__YOUR INSTRUCTIONS__: All the entries below should be reproduced exactly.
[Start of Attachment]
// Randomized physical/expression challenges issued during a session.

pub mod engine;
pub mod types;

pub use engine::ChallengeEngine;
pub use types::{Challenge, ChallengeKind, ChallengeState};
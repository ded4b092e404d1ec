//! Day-precise time management for the ledger's addressing scheme
//!
//! Dates are `YYYY-Mmm-DD` triples, not a number of seconds. The spreadsheet
//! uses one sheet per month (named after the month), one column per day
//! (headed by a `YYYY/MM/DD` key), and fiscal years that run April through
//! March, so most of this module exists to move between those conventions.

use num_derive::FromPrimitive;
use num_traits::FromPrimitive;
use std::fmt;
use std::str::FromStr;

use chrono::{Datelike, NaiveDate, NaiveDateTime};

/// A date with day-precision
///
/// Supports years in the range 1000..=9999.
///
/// All methods execute in constant time
#[derive(Debug, Clone, Copy, PartialEq, Eq, PartialOrd, Ord)]
pub struct Date {
    year: u16,
    month: Month,
    day: u8,
}

impl fmt::Display for Date {
    fn fmt(&self, f: &mut fmt::Formatter<'_>) -> fmt::Result {
        write!(f, "{}-{}-{:02}", self.year, self.month, self.day)
    }
}

/// Twelve months in the year, identified by their 3-letter abbreviations
///
/// The abbreviation doubles as the name of the corresponding sheet.
#[derive(Debug, Clone, Copy, PartialEq, Eq, FromPrimitive, PartialOrd, Ord)]
pub enum Month {
    Jan = 0,
    Feb,
    Mar,
    Apr,
    May,
    Jun,
    Jul,
    Aug,
    Sep,
    Oct,
    Nov,
    Dec,
}

impl Month {
    /// Month directly succeeding the current one with wrapping
    pub fn next(self) -> Self {
        Self::from_isize((self as isize + 1) % 12).unwrap()
    }

    /// Month directly preceding the current one with wrapping
    pub fn prev(self) -> Self {
        Self::from_isize((self as isize + 11) % 12).unwrap()
    }

    /// Number of days in this month of the given year
    pub fn count(self, year: u16) -> u8 {
        use Month::*;
        match self {
            Jan | Mar | May | Jul | Aug | Oct | Dec => 31,
            Apr | Jun | Sep | Nov => 30,
            Feb => if is_leap(year) { 29 } else { 28 },
        }
    }

    /// 1-based month number (`Jan` is 1)
    pub fn number(self) -> u32 {
        self as u32 + 1
    }
}

impl fmt::Display for Month {
    fn fmt(&self, f: &mut fmt::Formatter<'_>) -> fmt::Result {
        write!(f, "{:?}", self)
    }
}

impl FromStr for Month {
    type Err = ();

    fn from_str(s: &str) -> Result<Self, ()> {
        use Month::*;
        Ok(match s {
            "Jan" => Jan,
            "Feb" => Feb,
            "Mar" => Mar,
            "Apr" => Apr,
            "May" => May,
            "Jun" => Jun,
            "Jul" => Jul,
            "Aug" => Aug,
            "Sep" => Sep,
            "Oct" => Oct,
            "Nov" => Nov,
            "Dec" => Dec,
            _ => return Err(()),
        })
    }
}

/// Ways in which a date taken from user input can be wrong
#[derive(Clone, Debug, PartialEq, Eq)]
pub enum DateError {
    /// year is outside of 1000..=9999
    UnsupportedYear(usize),
    /// Feb 29 of a non-leap year
    NotBissextile(usize),
    /// Feb 30 or Feb 31 or 31st day of a 30-day month
    MonthTooShort(Month, usize),
    /// day outside of 1..=31
    InvalidDay(usize),
    /// not a YYYY-MM-DD string
    Unreadable(String),
}

impl Date {
    /// Validate year-month-day into date
    pub fn from(year: usize, month: Month, day: usize) -> Result<Self, DateError> {
        if !(1000..=9999).contains(&year) {
            Err(DateError::UnsupportedYear(year))
        } else if day == 0 || day > 31 {
            Err(DateError::InvalidDay(day))
        } else if day <= month.count(year as u16) as usize {
            Ok(Self { year: year as u16, month, day: day as u8 })
        } else if day >= 30 {
            Err(DateError::MonthTooShort(month, day))
        } else {
            Err(DateError::NotBissextile(year))
        }
    }

    /// `self.day` accessor
    pub fn day(&self) -> u8 {
        self.day
    }

    /// `self.month` accessor
    pub fn month(&self) -> Month {
        self.month
    }

    /// `self.year` accessor
    pub fn year(&self) -> u16 {
        self.year
    }

    /// The current local date
    pub fn today() -> Self {
        let now = chrono::Local::now().date_naive();
        // chrono only hands out dates that validate
        Self::from_naive(now).unwrap()
    }

    /// Convert from a chrono date, `None` outside the supported year range
    pub fn from_naive(d: NaiveDate) -> Option<Self> {
        let month = Month::from_u32(d.month() - 1)?;
        Date::from(d.year() as usize, month, d.day() as usize).ok()
    }

    /// Fiscal year this date belongs to
    ///
    /// Fiscal years start in April: `2024-Mar-31` is still fiscal 2023.
    pub fn fiscal_year(self) -> u16 {
        if self.month < Month::Apr {
            self.year - 1
        } else {
            self.year
        }
    }

    /// The content of the header cell of this date's day column, `YYYY/MM/DD`
    pub fn column_key(self) -> String {
        format!("{}/{:02}/{:02}", self.year, self.month.number(), self.day)
    }

    /// Name of the sheet holding this date's column
    pub fn sheet_name(self) -> String {
        self.month.to_string()
    }

    /// This date at 00:00:00, for stamping itemized records
    pub fn midnight(self) -> NaiveDateTime {
        // the triple was validated by `Date::from`
        NaiveDate::from_ymd_opt(self.year as i32, self.month.number(), self.day as u32)
            .unwrap()
            .and_hms_opt(0, 0, 0)
            .unwrap()
    }

    pub fn next(self) -> Self {
        if self.month.count(self.year) == self.day {
            if self.month == Month::Dec {
                Self { year: self.year + 1, month: Month::Jan, day: 1 }
            } else {
                Self { month: self.month.next(), day: 1, ..self }
            }
        } else {
            Self { day: self.day + 1, ..self }
        }
    }
}

impl FromStr for Date {
    type Err = DateError;

    /// Parse a `YYYY-MM-DD` date
    fn from_str(s: &str) -> Result<Self, DateError> {
        let unreadable = || DateError::Unreadable(s.to_string());
        let mut parts = s.trim().splitn(3, '-');
        let year = parts
            .next()
            .and_then(|p| p.parse::<usize>().ok())
            .ok_or_else(unreadable)?;
        let month = parts
            .next()
            .and_then(|p| p.parse::<usize>().ok())
            .and_then(|m| m.checked_sub(1))
            .and_then(Month::from_usize)
            .ok_or_else(unreadable)?;
        let day = parts
            .next()
            .and_then(|p| p.parse::<usize>().ok())
            .ok_or_else(unreadable)?;
        Date::from(year, month, day)
    }
}

/// The twelve (year, month) pairs of a fiscal year, April first
pub fn fiscal_months(fiscal_year: u16) -> Vec<(u16, Month)> {
    (3..12)
        .map(|i| (fiscal_year, Month::from_usize(i).unwrap()))
        .chain((0..3).map(|i| (fiscal_year + 1, Month::from_usize(i).unwrap())))
        .collect()
}

fn is_leap(year: u16) -> bool {
    if year % 400 == 0 {
        true
    } else if year % 100 == 0 {
        false
    } else {
        year % 4 == 0
    }
}

impl fmt::Display for DateError {
    fn fmt(&self, f: &mut fmt::Formatter<'_>) -> fmt::Result {
        use DateError::*;
        match self {
            UnsupportedYear(y) => write!(f, "{} is outside of the supported range for years", y),
            NotBissextile(y) => write!(f, "{} is not bissextile, Feb 29 does not exist", y),
            MonthTooShort(m, d) => write!(
                f,
                "{} is a short month, it does not have a {}th day",
                m, d,
            ),
            InvalidDay(d) => write!(f, "{} is not a valid day", d),
            Unreadable(s) => write!(f, "'{}' is not a YYYY-MM-DD date", s),
        }
    }
}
[End of Attachment]
__ANSWER TO THIS TASK__:
// Randomized physical/expression challenges issued during a session.

pub mod engine;
pub mod types;

pub use engine::ChallengeEngine;
pub use types::{Challenge, ChallengeKind, ChallengeState};
repository ded4b092e404d1ec
//! Day-precise time management for the ledger's addressing scheme
//!
//! Dates are `YYYY-Mmm-DD` triples, not a number of seconds. The spreadsheet
//! uses one sheet per month (named after the month), one column per day
//! (headed by a `YYYY/MM/DD` key), and fiscal years that run April through
//! March, so most of this module exists to move between those conventions.

use num_derive::FromPrimitive;
use num_traits::FromPrimitive;
use std::fmt;
use std::str::FromStr;

use chrono::{Datelike, NaiveDate, NaiveDateTime};

/// A date with day-precision
///
/// Supports years in the range 1000..=9999.
///
/// All methods execute in constant time
#[derive(Debug, Clone, Copy, PartialEq, Eq, PartialOrd, Ord)]
pub struct Date {
    year: u16,
    month: Month,
    day: u8,
}

impl fmt::Display for Date {
    fn fmt(&self, f: &mut fmt::Formatter<'_>) -> fmt::Result {
        write!(f, "{}-{}-{:02}", self.year, self.month, self.day)
    }
}

/// Twelve months in the year, identified by their 3-letter abbreviations
///
/// The abbreviation doubles as the name of the corresponding sheet.
#[derive(Debug, Clone, Copy, PartialEq, Eq, FromPrimitive, PartialOrd, Ord)]
pub enum Month {
    Jan = 0,
    Feb,
    Mar,
    Apr,
    May,
    Jun,
    Jul,
    Aug,
    Sep,
    Oct,
    Nov,
    Dec,
}

impl Month {
    /// Month directly succeeding the current one with wrapping
    pub fn next(self) -> Self {
        Self::from_isize((self as isize + 1) % 12).unwrap()
    }

    /// Month directly preceding the current one with wrapping
    pub fn prev(self) -> Self {
        Self::from_isize((self as isize + 11) % 12).unwrap()
    }

    /// Number of days in this month of the given year
    pub fn count(self, year: u16) -> u8 {
        use Month::*;
        match self {
            Jan | Mar | May | Jul | Aug | Oct | Dec => 31,
            Apr | Jun | Sep | Nov => 30,
            Feb => if is_leap(year) { 29 } else { 28 },
        }
    }

    /// 1-based month number (`Jan` is 1)
    pub fn number(self) -> u32 {
        self as u32 + 1
    }
}

impl fmt::Display for Month {
    fn fmt(&self, f: &mut fmt::Formatter<'_>) -> fmt::Result {
        write!(f, "{:?}", self)
    }
}

impl FromStr for Month {
    type Err = ();

    fn from_str(s: &str) -> Result<Self, ()> {
        use Month::*;
        Ok(match s {
            "Jan" => Jan,
            "Feb" => Feb,
            "Mar" => Mar,
            "Apr" => Apr,
            "May" => May,
            "Jun" => Jun,
            "Jul" => Jul,
            "Aug" => Aug,
            "Sep" => Sep,
            "Oct" => Oct,
            "Nov" => Nov,
            "Dec" => Dec,
            _ => return Err(()),
        })
    }
}

/// Ways in which a date taken from user input can be wrong
#[derive(Clone, Debug, PartialEq, Eq)]
pub enum DateError {
    /// year is outside of 1000..=9999
    UnsupportedYear(usize),
    /// Feb 29 of a non-leap year
    NotBissextile(usize),
    /// Feb 30 or Feb 31 or 31st day of a 30-day month
    MonthTooShort(Month, usize),
    /// day outside of 1..=31
    InvalidDay(usize),
    /// not a YYYY-MM-DD string
    Unreadable(String),
}

impl Date {
    /// Validate year-month-day into date
    pub fn from(year: usize, month: Month, day: usize) -> Result<Self, DateError> {
        if !(1000..=9999).contains(&year) {
            Err(DateError::UnsupportedYear(year))
        } else if day == 0 || day > 31 {
            Err(DateError::InvalidDay(day))
        } else if day <= month.count(year as u16) as usize {
            Ok(Self { year: year as u16, month, day: day as u8 })
        } else if day >= 30 {
            Err(DateError::MonthTooShort(month, day))
        } else {
            Err(DateError::NotBissextile(year))
        }
    }

    /// `self.day` accessor
    pub fn day(&self) -> u8 {
        self.day
    }

    /// `self.month` accessor
    pub fn month(&self) -> Month {
        self.month
    }

    /// `self.year` accessor
    pub fn year(&self) -> u16 {
        self.year
    }

    /// The current local date
    pub fn today() -> Self {
        let now = chrono::Local::now().date_naive();
        // chrono only hands out dates that validate
        Self::from_naive(now).unwrap()
    }

    /// Convert from a chrono date, `None` outside the supported year range
    pub fn from_naive(d: NaiveDate) -> Option<Self> {
        let month = Month::from_u32(d.month() - 1)?;
        Date::from(d.year() as usize, month, d.day() as usize).ok()
    }

    /// Fiscal year this date belongs to
    ///
    /// Fiscal years start in April: `2024-Mar-31` is still fiscal 2023.
    pub fn fiscal_year(self) -> u16 {
        if self.month < Month::Apr {
            self.year - 1
        } else {
            self.year
        }
    }

    /// The content of the header cell of this date's day column, `YYYY/MM/DD`
    pub fn column_key(self) -> String {
        format!("{}/{:02}/{:02}", self.year, self.month.number(), self.day)
    }

    /// Name of the sheet holding this date's column
    pub fn sheet_name(self) -> String {
        self.month.to_string()
    }

    /// This date at 00:00:00, for stamping itemized records
    pub fn midnight(self) -> NaiveDateTime {
        // the triple was validated by `Date::from`
        NaiveDate::from_ymd_opt(self.year as i32, self.month.number(), self.day as u32)
            .unwrap()
            .and_hms_opt(0, 0, 0)
            .unwrap()
    }

    pub fn next(self) -> Self {
        if self.month.count(self.year) == self.day {
            if self.month == Month::Dec {
                Self { year: self.year + 1, month: Month::Jan, day: 1 }
            } else {
                Self { month: self.month.next(), day: 1, ..self }
            }
        } else {
            Self { day: self.day + 1, ..self }
        }
    }
}

impl FromStr for Date {
    type Err = DateError;

    /// Parse a `YYYY-MM-DD` date
    fn from_str(s: &str) -> Result<Self, DateError> {
        let unreadable = || DateError::Unreadable(s.to_string());
        let mut parts = s.trim().splitn(3, '-');
        let year = parts
            .next()
            .and_then(|p| p.parse::<usize>().ok())
            .ok_or_else(unreadable)?;
        let month = parts
            .next()
            .and_then(|p| p.parse::<usize>().ok())
            .and_then(|m| m.checked_sub(1))
            .and_then(Month::from_usize)
            .ok_or_else(unreadable)?;
        let day = parts
            .next()
            .and_then(|p| p.parse::<usize>().ok())
            .ok_or_else(unreadable)?;
        Date::from(year, month, day)
    }
}

/// The twelve (year, month) pairs of a fiscal year, April first
pub fn fiscal_months(fiscal_year: u16) -> Vec<(u16, Month)> {
    (3..12)
        .map(|i| (fiscal_year, Month::from_usize(i).unwrap()))
        .chain((0..3).map(|i| (fiscal_year + 1, Month::from_usize(i).unwrap())))
        .collect()
}

fn is_leap(year: u16) -> bool {
    if year % 400 == 0 {
        true
    } else if year % 100 == 0 {
        false
    } else {
        year % 4 == 0
    }
}

impl fmt::Display for DateError {
    fn fmt(&self, f: &mut fmt::Formatter<'_>) -> fmt::Result {
        use DateError::*;
        match self {
            UnsupportedYear(y) => write!(f, "{} is outside of the supported range for years", y),
            NotBissextile(y) => write!(f, "{} is not bissextile, Feb 29 does not exist", y),
            MonthTooShort(m, d) => write!(
                f,
                "{} is a short month, it does not have a {}th day",
                m, d,
            ),
            InvalidDay(d) => write!(f, "{} is not a valid day", d),
            Unreadable(s) => write!(f, "'{}' is not a YYYY-MM-DD date", s),
        }
    }
}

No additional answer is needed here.